Stored data entries
^^^^^^^^^^^^^^^^

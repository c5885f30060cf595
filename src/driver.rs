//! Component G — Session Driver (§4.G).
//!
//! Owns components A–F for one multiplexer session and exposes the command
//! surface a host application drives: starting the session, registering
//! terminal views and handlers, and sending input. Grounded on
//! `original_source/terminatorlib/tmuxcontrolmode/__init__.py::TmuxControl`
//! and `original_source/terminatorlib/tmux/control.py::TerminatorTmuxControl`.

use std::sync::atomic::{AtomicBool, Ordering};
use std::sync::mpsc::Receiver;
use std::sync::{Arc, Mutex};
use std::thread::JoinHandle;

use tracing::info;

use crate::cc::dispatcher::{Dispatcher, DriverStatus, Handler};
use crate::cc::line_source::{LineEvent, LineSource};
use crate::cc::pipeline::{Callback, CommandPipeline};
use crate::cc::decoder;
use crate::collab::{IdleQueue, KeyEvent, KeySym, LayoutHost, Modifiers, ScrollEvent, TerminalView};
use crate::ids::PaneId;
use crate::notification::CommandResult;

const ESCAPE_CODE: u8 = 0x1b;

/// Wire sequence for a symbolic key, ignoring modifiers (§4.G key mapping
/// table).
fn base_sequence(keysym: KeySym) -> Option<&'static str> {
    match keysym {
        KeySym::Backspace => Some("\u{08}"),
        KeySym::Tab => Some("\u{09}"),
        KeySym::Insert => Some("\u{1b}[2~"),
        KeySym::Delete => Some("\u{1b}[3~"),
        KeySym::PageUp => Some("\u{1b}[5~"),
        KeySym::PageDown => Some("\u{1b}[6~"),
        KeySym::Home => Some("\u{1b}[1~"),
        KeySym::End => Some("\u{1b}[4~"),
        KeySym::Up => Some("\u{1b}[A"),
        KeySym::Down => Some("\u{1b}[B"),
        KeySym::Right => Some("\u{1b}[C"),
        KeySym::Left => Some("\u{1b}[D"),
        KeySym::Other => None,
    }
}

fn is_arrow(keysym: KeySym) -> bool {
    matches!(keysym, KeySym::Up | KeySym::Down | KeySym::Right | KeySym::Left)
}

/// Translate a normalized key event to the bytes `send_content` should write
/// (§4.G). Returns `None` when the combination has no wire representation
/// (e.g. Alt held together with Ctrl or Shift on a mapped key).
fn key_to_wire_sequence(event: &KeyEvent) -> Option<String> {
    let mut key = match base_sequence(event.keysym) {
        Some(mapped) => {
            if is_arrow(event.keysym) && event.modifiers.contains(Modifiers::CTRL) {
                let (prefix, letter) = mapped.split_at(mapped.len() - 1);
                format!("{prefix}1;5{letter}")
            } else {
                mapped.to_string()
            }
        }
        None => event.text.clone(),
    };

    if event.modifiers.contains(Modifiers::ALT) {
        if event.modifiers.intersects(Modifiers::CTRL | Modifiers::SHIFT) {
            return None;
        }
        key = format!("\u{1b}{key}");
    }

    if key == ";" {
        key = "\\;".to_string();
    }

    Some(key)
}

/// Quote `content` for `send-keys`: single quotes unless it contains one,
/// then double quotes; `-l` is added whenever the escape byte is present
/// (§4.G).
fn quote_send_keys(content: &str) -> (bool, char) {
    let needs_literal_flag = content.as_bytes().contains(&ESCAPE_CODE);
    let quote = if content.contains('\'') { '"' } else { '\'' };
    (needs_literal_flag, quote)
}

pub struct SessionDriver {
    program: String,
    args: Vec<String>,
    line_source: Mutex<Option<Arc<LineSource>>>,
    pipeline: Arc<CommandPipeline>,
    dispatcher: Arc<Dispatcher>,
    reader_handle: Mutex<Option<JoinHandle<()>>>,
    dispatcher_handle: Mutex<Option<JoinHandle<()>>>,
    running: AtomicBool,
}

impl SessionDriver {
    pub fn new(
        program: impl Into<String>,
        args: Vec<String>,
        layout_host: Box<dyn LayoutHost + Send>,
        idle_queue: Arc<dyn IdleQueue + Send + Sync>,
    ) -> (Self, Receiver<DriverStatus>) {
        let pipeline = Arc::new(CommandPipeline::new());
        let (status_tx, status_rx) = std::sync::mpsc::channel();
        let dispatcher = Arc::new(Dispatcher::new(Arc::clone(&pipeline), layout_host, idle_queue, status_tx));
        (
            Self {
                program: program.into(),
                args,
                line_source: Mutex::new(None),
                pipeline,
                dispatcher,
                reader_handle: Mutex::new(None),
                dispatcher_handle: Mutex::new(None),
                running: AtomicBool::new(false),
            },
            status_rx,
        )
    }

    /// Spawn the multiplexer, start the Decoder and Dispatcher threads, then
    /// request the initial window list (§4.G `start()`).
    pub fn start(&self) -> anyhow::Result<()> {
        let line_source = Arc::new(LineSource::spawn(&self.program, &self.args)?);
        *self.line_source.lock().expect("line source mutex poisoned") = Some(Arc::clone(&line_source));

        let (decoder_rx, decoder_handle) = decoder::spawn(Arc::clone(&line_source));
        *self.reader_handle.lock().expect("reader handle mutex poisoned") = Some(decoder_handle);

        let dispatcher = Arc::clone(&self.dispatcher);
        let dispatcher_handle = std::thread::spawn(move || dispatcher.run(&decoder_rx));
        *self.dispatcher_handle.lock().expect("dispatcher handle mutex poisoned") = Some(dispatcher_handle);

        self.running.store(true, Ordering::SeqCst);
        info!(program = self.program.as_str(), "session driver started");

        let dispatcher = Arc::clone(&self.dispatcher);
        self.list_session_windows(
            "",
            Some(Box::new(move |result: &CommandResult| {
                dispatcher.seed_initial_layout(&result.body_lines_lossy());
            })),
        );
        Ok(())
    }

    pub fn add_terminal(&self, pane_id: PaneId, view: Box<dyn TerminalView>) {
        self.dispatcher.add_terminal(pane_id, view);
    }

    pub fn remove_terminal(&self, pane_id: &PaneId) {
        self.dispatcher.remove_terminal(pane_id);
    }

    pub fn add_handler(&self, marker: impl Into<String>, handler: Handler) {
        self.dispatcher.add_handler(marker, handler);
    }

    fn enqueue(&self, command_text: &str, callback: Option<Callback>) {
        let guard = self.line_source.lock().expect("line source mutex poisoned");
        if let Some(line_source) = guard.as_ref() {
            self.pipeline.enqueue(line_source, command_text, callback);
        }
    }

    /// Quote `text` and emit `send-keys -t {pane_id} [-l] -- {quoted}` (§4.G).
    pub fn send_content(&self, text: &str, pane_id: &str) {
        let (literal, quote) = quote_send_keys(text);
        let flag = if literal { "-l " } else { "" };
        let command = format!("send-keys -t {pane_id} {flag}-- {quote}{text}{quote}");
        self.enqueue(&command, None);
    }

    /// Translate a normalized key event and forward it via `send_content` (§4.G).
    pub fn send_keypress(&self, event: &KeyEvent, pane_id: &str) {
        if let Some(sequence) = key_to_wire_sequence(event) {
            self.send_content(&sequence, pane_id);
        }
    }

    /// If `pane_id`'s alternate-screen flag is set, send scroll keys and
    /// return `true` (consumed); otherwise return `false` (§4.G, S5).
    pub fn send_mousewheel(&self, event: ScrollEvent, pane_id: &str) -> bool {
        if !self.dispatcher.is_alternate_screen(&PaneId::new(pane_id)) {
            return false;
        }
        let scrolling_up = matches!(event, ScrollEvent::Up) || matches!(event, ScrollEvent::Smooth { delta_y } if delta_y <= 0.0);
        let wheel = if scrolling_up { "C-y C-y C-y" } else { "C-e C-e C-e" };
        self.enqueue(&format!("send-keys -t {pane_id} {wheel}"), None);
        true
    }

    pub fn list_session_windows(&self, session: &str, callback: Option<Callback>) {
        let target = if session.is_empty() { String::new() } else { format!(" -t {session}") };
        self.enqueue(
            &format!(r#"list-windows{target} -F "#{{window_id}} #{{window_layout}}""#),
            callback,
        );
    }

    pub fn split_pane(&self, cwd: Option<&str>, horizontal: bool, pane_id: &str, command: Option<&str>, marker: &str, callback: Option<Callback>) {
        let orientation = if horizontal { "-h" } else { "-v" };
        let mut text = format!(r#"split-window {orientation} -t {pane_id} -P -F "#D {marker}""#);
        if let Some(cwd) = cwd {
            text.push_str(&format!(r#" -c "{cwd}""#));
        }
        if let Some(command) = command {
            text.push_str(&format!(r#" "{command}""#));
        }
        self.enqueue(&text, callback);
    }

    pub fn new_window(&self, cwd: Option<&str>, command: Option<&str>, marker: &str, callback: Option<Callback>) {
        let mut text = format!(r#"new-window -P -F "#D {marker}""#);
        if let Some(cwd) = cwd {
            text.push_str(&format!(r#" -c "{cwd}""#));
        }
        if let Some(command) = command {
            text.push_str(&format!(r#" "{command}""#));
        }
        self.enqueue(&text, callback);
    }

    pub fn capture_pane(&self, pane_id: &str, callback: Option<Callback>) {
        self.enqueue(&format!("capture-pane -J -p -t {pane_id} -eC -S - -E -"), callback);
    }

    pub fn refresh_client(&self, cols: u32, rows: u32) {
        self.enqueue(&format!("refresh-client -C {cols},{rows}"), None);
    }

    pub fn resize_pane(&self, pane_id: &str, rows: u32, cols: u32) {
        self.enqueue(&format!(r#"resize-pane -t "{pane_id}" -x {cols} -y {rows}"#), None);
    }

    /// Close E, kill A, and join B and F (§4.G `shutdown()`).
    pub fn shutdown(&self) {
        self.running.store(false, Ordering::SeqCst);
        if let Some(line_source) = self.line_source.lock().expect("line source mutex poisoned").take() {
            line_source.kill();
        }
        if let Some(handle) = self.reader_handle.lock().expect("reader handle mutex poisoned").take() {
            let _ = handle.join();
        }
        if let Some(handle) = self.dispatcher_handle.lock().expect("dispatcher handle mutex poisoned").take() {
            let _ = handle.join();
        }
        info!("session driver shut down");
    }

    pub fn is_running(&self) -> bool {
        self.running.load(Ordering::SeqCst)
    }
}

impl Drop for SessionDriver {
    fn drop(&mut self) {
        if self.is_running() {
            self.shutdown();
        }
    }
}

^^^^^^^^^^^^^^^^

ASSIGNED TASK: For every line above that has "AtomicBool" in it, copy the line.

SOLUTION BELOW:
use std::sync::atomic::{AtomicBool, Ordering};
    running: AtomicBool,
                running: AtomicBool::new(false),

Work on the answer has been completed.